SCCC 312 - Homework Assignment 2
The assignment uses the data set tuna.txt posted on the web
at http://www.stat.sc.edu/~habing/courses/data/tuna.txt.
The first column is the age of
the tuna (in days) estimated by counting the
rings
in its otoliths. The second
column is the fork length (length from fork in tail to nose) in cm. The 90 fish
in this case were caught in the Indian Ocean.
As this assignment will require use of MINITAB, we must first get the data loaded
into MINITAB. The easiest way to do this is to simply cut and paste from the
web page into the worksheet... MINITAB is smart enough to figure out which
values go in which columns. Another way of doing this is by saving the text file onto your z-drive by
using
your web-browser. In MINITAB, under the File menu, select
Other Files and Import Special Text. In the box that comes
up, put C1-C2 in the box labeled Store data in
column(s)... and hit OK. You now need to use the
window that comes up to locate the file on your Z-drive. It
will help to change the Files of type to .TXT.
Remember to give titles to the two columns. (Of course,
you could always try typing in all the numbers, but that is probably more
annoying!).
Making a Q-Q plot: A Q-Q plot (or normal probability plot) is
a graph of the data against a graph of "what the data would look like
if it were exactly normally distributed". In this section we will construct
a Q-Q plot for the fish lengths and see if they are approximately normally
distributed for this population. To see how it works, we will do it the long
way.
- The first step is to rank the fish according to their lengths. We
will store these ranks in column C3. To do this, select
Rank... under the Manip menu option. Put C2 in the
Rank data in: box, and C3 in the Store ranks in:
box. Then click OK.
- Next we need to change these ranks into percentiles. The
easiest way to do this is to divide the ranks by the number of
observations + 1. To do this, select Calculator... under
the Calc menu. Put C4 in the Store results in: window,
and put C3/91 in the Expression window. Then click OK.
- Now, the point of doing this is to figure out what values from a
normal curve the lengths would have if they were really from a normal
distribution. The function that tells us what value a normal curve has
for a given percentile is called the "Inverse cumulative probability".
Under the Calc menu, choose Probability Distributions and
Normal.... Choose Inverse cumulative probability, put
C4 in the Input column and C5 in the Optional storage.
Then hit OK.
- Finally, we can make the Q-Q Plot! In the Regression menu
under Stat, choose Fitted Line Plot. Choose Length for
the Predictor and the C5 column for Response and hit ok.

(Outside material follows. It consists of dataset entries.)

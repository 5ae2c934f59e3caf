// src/commands.rs
//! Command handlers for the eopkg3p CLI

use anyhow::Result;
use eopkg3p::builder::PackageBuilder;
use eopkg3p::config::{Config, Tools};
use eopkg3p::exec::SystemRunner;
use eopkg3p::output::{self, PackageRow};
use eopkg3p::packages::{EopkgQuery, read_description};
use eopkg3p::repository::{self, AvailableIndex, Mirror};
use eopkg3p::resolver::{filter_installed, filter_outdated, resolve_names};
use std::io;
use tracing::info;

/// Everything a command needs, resolved once in `main`
pub struct Context {
    pub config: Config,
    pub tools: Tools,
    pub runner: SystemRunner,
    pub color: bool,
}

impl Context {
    /// Create the cache directories and locate the external tools
    pub fn new(config: Config) -> Result<Self> {
        config.ensure_dirs()?;
        Ok(Self {
            tools: Tools::locate()?,
            config,
            runner: SystemRunner,
            color: output::use_color(),
        })
    }

    /// Like `new`, for commands that read the local repository
    pub fn with_mirror(config: Config) -> Result<Self> {
        let ctx = Self::new(config)?;
        cmd_bootstrap(&ctx)?;
        Ok(ctx)
    }

    fn mirror(&self) -> Mirror<'_> {
        Mirror::new(
            &self.runner,
            &self.tools.git,
            self.config.repo_url.clone(),
            &self.config.repo_dir,
        )
    }

    fn query(&self) -> EopkgQuery<'_> {
        EopkgQuery::new(&self.runner, &self.tools.eopkg)
    }

    fn builder(&self) -> PackageBuilder<'_> {
        PackageBuilder::new(&self.runner, &self.tools, &self.config.build_dir)
    }

    fn available(&self) -> Result<AvailableIndex> {
        Ok(repository::scan(
            &self.config.repo_dir,
            &self.config.metadata_filename,
        )?)
    }

    fn confirm(&self, yes: bool) -> Result<bool> {
        if yes {
            return Ok(true);
        }
        Ok(output::confirm(
            "Continue?",
            &mut io::stdin().lock(),
            &mut io::stdout(),
        )?)
    }
}

/// Clone the mirror when it is missing or empty
pub fn cmd_bootstrap(ctx: &Context) -> Result<()> {
    let mirror = ctx.mirror();
    if !mirror.is_present() {
        println!("{}", output::error("Local repo not found!", ctx.color));
        mirror.bootstrap()?;
    }
    Ok(())
}

pub fn cmd_update_repo(ctx: &Context) -> Result<()> {
    let mirror = ctx.mirror();
    println!("Updating repository: {}...", mirror.url());
    mirror.ensure_fresh()?;
    Ok(())
}

pub fn cmd_install(ctx: &Context, packages: &[String], reinstall: bool, yes: bool) -> Result<()> {
    if packages.is_empty() {
        println!("Nothing to do...");
        return Ok(());
    }

    let available = ctx.available()?;
    let mut to_install = resolve_names(packages, &available)?;

    if !reinstall {
        let installed = filter_installed(&available, &ctx.query())?;
        let already: Vec<String> = to_install
            .names()
            .filter(|name| installed.contains(name))
            .map(str::to_string)
            .collect();

        if !already.is_empty() {
            println!(
                "{}",
                output::warning(
                    "The following package(s) are already installed and are not going to be installed again:",
                    ctx.color
                )
            );
            for name in &already {
                println!("{}", name);
            }
            to_install = to_install
                .into_iter()
                .filter(|(name, _)| !already.contains(name))
                .collect();
        }
    }

    if to_install.is_empty() {
        println!("Nothing to do...");
        return Ok(());
    }

    println!("The following packages are going to be installed:");
    for name in to_install.names() {
        println!("{}", output::highlight(name, ctx.color));
    }

    if !ctx.confirm(yes)? {
        return Ok(());
    }

    let artifacts = ctx
        .builder()
        .build_and_install(to_install.iter().map(|(_, pspec)| pspec))?;
    info!("Installed {} package(s)", artifacts.len());
    Ok(())
}

pub fn cmd_remove(ctx: &Context, packages: &[String]) -> Result<()> {
    ctx.builder().remove(packages)?;
    Ok(())
}

pub fn cmd_list_available(ctx: &Context, json: bool) -> Result<()> {
    let available = ctx.available()?;
    let installed = filter_installed(&available, &ctx.query())?;
    let rows = rows(&available, &installed)?;
    print_rows(ctx, &rows, json)
}

pub fn cmd_list_installed(ctx: &Context, json: bool) -> Result<()> {
    let available = ctx.available()?;
    let installed = filter_installed(&available, &ctx.query())?;
    if installed.is_empty() && !json {
        println!("No third-party packages installed.");
        return Ok(());
    }
    let rows = rows(&installed, &installed)?;
    print_rows(ctx, &rows, json)
}

pub fn cmd_delete_cache(config: &Config) -> Result<()> {
    println!("Deleting all caches ({})...", config.cache_dir.display());
    config.delete_cache()?;
    println!("Done!");
    Ok(())
}

pub fn cmd_upgrade(ctx: &Context, packages: &[String], yes: bool) -> Result<()> {
    cmd_update_repo(ctx)?;

    let available = ctx.available()?;
    let candidates = if packages.is_empty() {
        available
    } else {
        resolve_names(packages, &available)?
    };

    let outdated = filter_outdated(&candidates, &ctx.query())?;
    if outdated.is_empty() {
        println!("No packages to upgrade.");
        return Ok(());
    }

    println!("The following packages are going to be upgraded:");
    for name in outdated.names() {
        println!("{}", output::highlight(name, ctx.color));
    }

    if !ctx.confirm(yes)? {
        return Ok(());
    }

    let artifacts = ctx
        .builder()
        .build_and_install(outdated.iter().map(|(_, pspec)| pspec))?;
    info!("Upgraded {} package(s)", artifacts.len());
    Ok(())
}

fn rows(packages: &AvailableIndex, installed: &AvailableIndex) -> Result<Vec<PackageRow>> {
    packages
        .iter()
        .map(|(name, pspec)| {
            Ok(PackageRow {
                name: name.to_string(),
                description: read_description(pspec)?,
                installed: installed.contains(name),
                pspec: pspec.to_path_buf(),
            })
        })
        .collect()
}

fn print_rows(ctx: &Context, rows: &[PackageRow], json: bool) -> Result<()> {
    if json {
        println!("{}", serde_json::to_string_pretty(rows)?);
    } else {
        print!(
            "{}",
            output::render_rows(rows, output::terminal_width(), ctx.color)
        );
    }
    Ok(())
}
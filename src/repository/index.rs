// src/repository/index.rs

//! Index of the packages available in the local repository

use crate::error::{Error, Result};
use std::collections::BTreeMap;
use std::collections::btree_map;
use std::path::{Path, PathBuf};
use tracing::{debug, warn};
use walkdir::WalkDir;

/// Package name to pspec path, ordered by name
#[derive(Debug, Clone, Default, PartialEq, Eq)]
pub struct AvailableIndex {
    packages: BTreeMap<String, PathBuf>,
}

impl AvailableIndex {
    pub fn new() -> Self {
        Self::default()
    }

    /// Add a package, returning the pspec it replaced
    pub fn insert(&mut self, name: impl Into<String>, pspec: impl Into<PathBuf>) -> Option<PathBuf> {
        self.packages.insert(name.into(), pspec.into())
    }

    pub fn get(&self, name: &str) -> Option<&Path> {
        self.packages.get(name).map(PathBuf::as_path)
    }

    /// Like `get`, but a missing package is `Error::PackageNotFound`
    pub fn lookup(&self, name: &str) -> Result<&Path> {
        self.get(name)
            .ok_or_else(|| Error::PackageNotFound(name.to_string()))
    }

    pub fn contains(&self, name: &str) -> bool {
        self.packages.contains_key(name)
    }

    pub fn len(&self) -> usize {
        self.packages.len()
    }

    pub fn is_empty(&self) -> bool {
        self.packages.is_empty()
    }

    pub fn names(&self) -> impl Iterator<Item = &str> {
        self.packages.keys().map(String::as_str)
    }

    pub fn iter(&self) -> impl Iterator<Item = (&str, &Path)> {
        self.packages
            .iter()
            .map(|(name, pspec)| (name.as_str(), pspec.as_path()))
    }
}

impl FromIterator<(String, PathBuf)> for AvailableIndex {
    fn from_iter<T: IntoIterator<Item = (String, PathBuf)>>(iter: T) -> Self {
        Self {
            packages: iter.into_iter().collect(),
        }
    }
}

impl IntoIterator for AvailableIndex {
    type Item = (String, PathBuf);
    type IntoIter = btree_map::IntoIter<String, PathBuf>;

    fn into_iter(self) -> Self::IntoIter {
        self.packages.into_iter()
    }
}

/// Scan `root` for `filename` files, naming each package after the
/// directory that contains its file
///
/// Traversal is sorted by file name, so when two directories share a name the
/// file visited last in that order wins. The `.git` directory is skipped.
pub fn scan(root: &Path, filename: &str) -> Result<AvailableIndex> {
    debug!("Scanning {} for {} files", root.display(), filename);

    let mut index = AvailableIndex::new();
    let walker = WalkDir::new(root)
        .sort_by_file_name()
        .into_iter()
        .filter_entry(|e| e.depth() == 0 || e.file_name() != ".git");

    for entry in walker {
        let entry = entry?;
        if !entry.file_type().is_file() || entry.file_name() != filename {
            continue;
        }

        let path = entry.into_path();
        let Some(name) = package_name(&path) else {
            warn!("Ignoring {}: no package directory", path.display());
            continue;
        };

        if let Some(previous) = index.insert(name.clone(), path.clone()) {
            warn!(
                "Package '{}' defined twice; using {} over {}",
                name,
                path.display(),
                previous.display()
            );
        }
    }

    debug!("Found {} available packages", index.len());
    Ok(index)
}

fn package_name(pspec: &Path) -> Option<String> {
    pspec
        .parent()?
        .file_name()
        .map(|name| name.to_string_lossy().into_owned())
}
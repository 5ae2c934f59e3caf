// src/builder.rs

//! Build and install packages with eopkg
//!
//! Building runs `eopkg bi` on a pspec file and installing runs `eopkg it`
//! on the resulting `.eopkg` file, both through `pkexec`. These prompt the
//! user for authorization, so a failure is never retried.

use crate::config::Tools;
use crate::error::{Error, Result};
use crate::exec::{Runner, ToolCommand};
use std::fs;
use std::path::{Path, PathBuf};
use tracing::{info, warn};

/// Drives eopkg build/install/remove subcommands
pub struct PackageBuilder<'a> {
    runner: &'a dyn Runner,
    tools: &'a Tools,
    build_dir: PathBuf,
}

impl<'a> PackageBuilder<'a> {
    pub fn new(runner: &'a dyn Runner, tools: &'a Tools, build_dir: impl Into<PathBuf>) -> Self {
        Self {
            runner,
            tools,
            build_dir: build_dir.into(),
        }
    }

    /// Output directory used for the package defined by `pspec`
    pub fn output_dir(&self, pspec: &Path) -> Result<PathBuf> {
        let name = pspec
            .parent()
            .and_then(Path::file_name)
            .ok_or_else(|| Error::MalformedMetadata {
                path: pspec.to_path_buf(),
                reason: "pspec file is not inside a package directory".to_string(),
            })?;
        Ok(self.build_dir.join(name))
    }

    /// Build the package defined by `pspec`, returning the produced artifact
    ///
    /// The package's output directory is always emptied first so a stale
    /// artifact from an earlier build is never picked up.
    pub fn build(&self, pspec: &Path) -> Result<PathBuf> {
        let dest = self.output_dir(pspec)?;
        if dest.exists() {
            fs::remove_dir_all(&dest)?;
        }
        fs::create_dir_all(&dest)?;

        info!("Building {} into {}", pspec.display(), dest.display());
        let command = ToolCommand::elevated(&self.tools.pkexec, &self.tools.eopkg)
            .args(["bi", "--ignore-safety"])
            .arg(pspec)
            .arg("-O")
            .arg(&dest);
        self.runner.run(&command)?;

        find_artifact(&dest)
    }

    /// Install a built `.eopkg` file
    pub fn install(&self, artifact: &Path) -> Result<()> {
        info!("Installing {}", artifact.display());
        let command = ToolCommand::elevated(&self.tools.pkexec, &self.tools.eopkg)
            .arg("it")
            .arg(artifact);
        self.runner.run(&command)
    }

    /// Build then install; the first failure stops the batch
    pub fn build_and_install<'p, I>(&self, pspecs: I) -> Result<Vec<PathBuf>>
    where
        I: IntoIterator<Item = &'p Path>,
    {
        let mut installed = Vec::new();
        for pspec in pspecs {
            let artifact = self.build(pspec)?;
            self.install(&artifact)?;
            installed.push(artifact);
        }
        Ok(installed)
    }

    /// Remove installed packages by name
    pub fn remove<S: AsRef<str>>(&self, names: &[S]) -> Result<()> {
        info!("Removing {} package(s)", names.len());
        let command = ToolCommand::elevated(&self.tools.pkexec, &self.tools.eopkg)
            .arg("rm")
            .args(names.iter().map(|name| -> &str { name.as_ref() }));
        self.runner.run(&command)
    }
}

/// The file a successful build left in `dest`
fn find_artifact(dest: &Path) -> Result<PathBuf> {
    let mut files = Vec::new();
    for entry in fs::read_dir(dest)? {
        let entry = entry?;
        if entry.file_type()?.is_file() {
            files.push(entry.path());
        }
    }
    files.sort();

    if files.len() > 1 {
        warn!(
            "Build left {} files in {}; using {}",
            files.len(),
            dest.display(),
            files[0].display()
        );
    }

    files
        .into_iter()
        .next()
        .ok_or_else(|| Error::BuildProducedNoArtifact(dest.to_path_buf()))
}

Remember to print out and hand in the finished Q-Q plot (along with a few
other plots you will be asked to make below).
Questions
- What causes some of the ranks to have a decimal part,
like 84.5?
- The method used above to find the percentile based
on the rank is one of many possibilities. Why would we want
to divide by the (# of obs. + 1) instead of (# of obs.)?
[Hint: Consider an odd number of observations, and the corresponding
percentiles for the one in the middle, and the two extreme ones.]
- Notice that it fits a line fairly well, except for the ends.
In particular, the points for the longer tuna don't seem to fit
it very well at all. Would the largest five tuna have to be longer or
shorter in order for the points in the Q-Q plot to fit the line better?
How can you tell from the graph?
- Try out your theory in question 3 by changing the lengths of the
last five tuna in order to make the Q-Q plot look better. Repeat the
steps above and print out the new Q-Q plot. Were you right?
- Use minitab to calculate the mean and standard deviation of
the lengths of the tuna (Remember to undo the changes you made in
question 4!). Use this to check how well the Empirical rule seems
to apply to this set of data.
- Construct a regression line for predicting the age of the fish
from the length of the fish. Comment on how well this method of
calculating the age of the fish seems to work. (It saves the fish
from having to be cut open for starters!)